Weiter Ausschreitungen
Keine Ruhe in Griechenland

Trotz verschärfter Sicherheitsmaßnahmen ist es am Dienstagabend sporadisch zu weiteren Ausschreitungen in Athen gekommen. Rund 50 Randalierer zündeten Mülltonen im Stadtteil Nea Smyrni an. Ein Polizist, der sich in Gefahr fühlte, feuerte nach Angaben der Polizeidirektion einen Warnschuss in die Luft ab.

HB ATHEN. Augenzeugen sprachen im Fernsehen von mindestens sieben Warnschüssen. Verletzt wurde niemand. Die Randalierer hatten zuvor an der Trauerfeier des 15-Jährigen teilgenommen, der am Samstag durch eine Polizeikugel getötet worden war.

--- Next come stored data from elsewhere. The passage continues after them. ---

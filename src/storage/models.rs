use chrono::{DateTime, NaiveDate, Utc};
use serde::{Deserialize, Serialize};

/// Three-state patch value for partial updates.
/// Unlike `Option<Option<T>>`, each variant has a distinct meaning at every layer.
#[derive(Debug, Clone, Default, PartialEq, Serialize, Deserialize)]
pub enum Patch<T> {
    /// Field was not included in the request (no change).
    #[default]
    Absent,
    /// Field was explicitly set to null (clear it).
    Null,
    /// Field was set to a new value.
    Value(T),
}

impl<T> From<Option<Option<T>>> for Patch<T> {
    fn from(v: Option<Option<T>>) -> Self {
        match v {
            None => Patch::Absent,
            Some(None) => Patch::Null,
            Some(Some(v)) => Patch::Value(v),
        }
    }
}

impl<T> Patch<T> {
    pub fn is_absent(&self) -> bool {
        matches!(self, Patch::Absent)
    }

    /// Collapse to a plain value, treating both absent and null as "none".
    pub fn into_value(self) -> Option<T> {
        match self {
            Patch::Value(v) => Some(v),
            Patch::Absent | Patch::Null => None,
        }
    }
}

/// An animal row stored in redb
#[derive(Debug, Clone, PartialEq, Serialize, Deserialize)]
pub struct Animal {
    // System fields
    pub id: u64,
    pub created_at: DateTime<Utc>,
    pub updated_at: DateTime<Utc>,

    pub name: String,
    pub species: String,
    #[serde(default)]
    pub birth_date: Option<NaiveDate>,
    pub rescue_date: NaiveDate,
    #[serde(default)]
    pub description: String,
    #[serde(default)]
    pub adopted: bool,
    /// Name of the photo blob, if any.
    #[serde(default)]
    pub photo_ref: Option<String>,
}

/// Fields for a row that has not been assigned an id yet.
#[derive(Debug, Clone)]
pub struct NewAnimal {
    pub name: String,
    pub species: String,
    pub birth_date: Option<NaiveDate>,
    pub rescue_date: NaiveDate,
    pub description: String,
    pub adopted: bool,
    pub photo_ref: Option<String>,
}

/// A merge patch: only fields that are present overwrite the stored row.
#[derive(Debug, Clone, Default)]
pub struct AnimalPatch {
    pub name: Option<String>,
    pub species: Option<String>,
    pub birth_date: Patch<NaiveDate>,
    pub rescue_date: Option<NaiveDate>,
    pub description: Option<String>,
    pub adopted: Option<bool>,
    pub photo_ref: Option<String>,
}

impl AnimalPatch {
    pub fn is_empty(&self) -> bool {
        self.name.is_none()
            && self.species.is_none()
            && self.birth_date.is_absent()
            && self.rescue_date.is_none()
            && self.description.is_none()
            && self.adopted.is_none()
            && self.photo_ref.is_none()
    }

    /// Merge the patch into `animal`, returning the photo reference it displaced.
    pub fn apply(&self, animal: &mut Animal) -> Option<String> {
        if let Some(ref name) = self.name {
            animal.name = name.clone();
        }
        if let Some(ref species) = self.species {
            animal.species = species.clone();
        }
        match self.birth_date {
            Patch::Absent => {}
            Patch::Null => animal.birth_date = None,
            Patch::Value(date) => animal.birth_date = Some(date),
        }
        if let Some(date) = self.rescue_date {
            animal.rescue_date = date;
        }
        if let Some(ref description) = self.description {
            animal.description = description.clone();
        }
        if let Some(adopted) = self.adopted {
            animal.adopted = adopted;
        }

        match self.photo_ref {
            Some(ref new_ref) if animal.photo_ref.as_ref() != Some(new_ref) => {
                animal.photo_ref.replace(new_ref.clone())
            }
            _ => None,
        }
    }
}

/// Result of a committed update.
#[derive(Debug, Clone)]
pub struct AnimalUpdate {
    pub animal: Animal,
    /// Photo reference this update replaced; the blob is now unreferenced.
    pub replaced_photo: Option<String>,
}

/// Optional list filters.
#[derive(Debug, Clone, Default)]
pub struct AnimalFilter {
    pub species: Option<String>,
    pub adopted: Option<bool>,
}

impl AnimalFilter {
    pub fn matches(&self, animal: &Animal) -> bool {
        if let Some(ref species) = self.species {
            if !animal.species.eq_ignore_ascii_case(species) {
                return false;
            }
        }
        if let Some(adopted) = self.adopted {
            if animal.adopted != adopted {
                return false;
            }
        }
        true
    }
}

Auch nahe der Polizeidirektion von Athen sowie vor dem Polytechnikum kam es zu Krawallen. Die Polizei setze Tränengas und Schlagstöcke ein, um die Randalierer auseinander zu treiben. Autonome zerstörten in der Hafenstadt Thessaloniki eine Bankfassade. Auch in der westgriechischen Hafenstadt Patras kam es vorübergehend zu Ausschreitungen mit Steinwürfen. Im Vergleich zu den Ausschreitungen am Vortag konnte die Polizei diesmal die Randalierer besser in die Schranken weisen, hieß es im Fernsehen.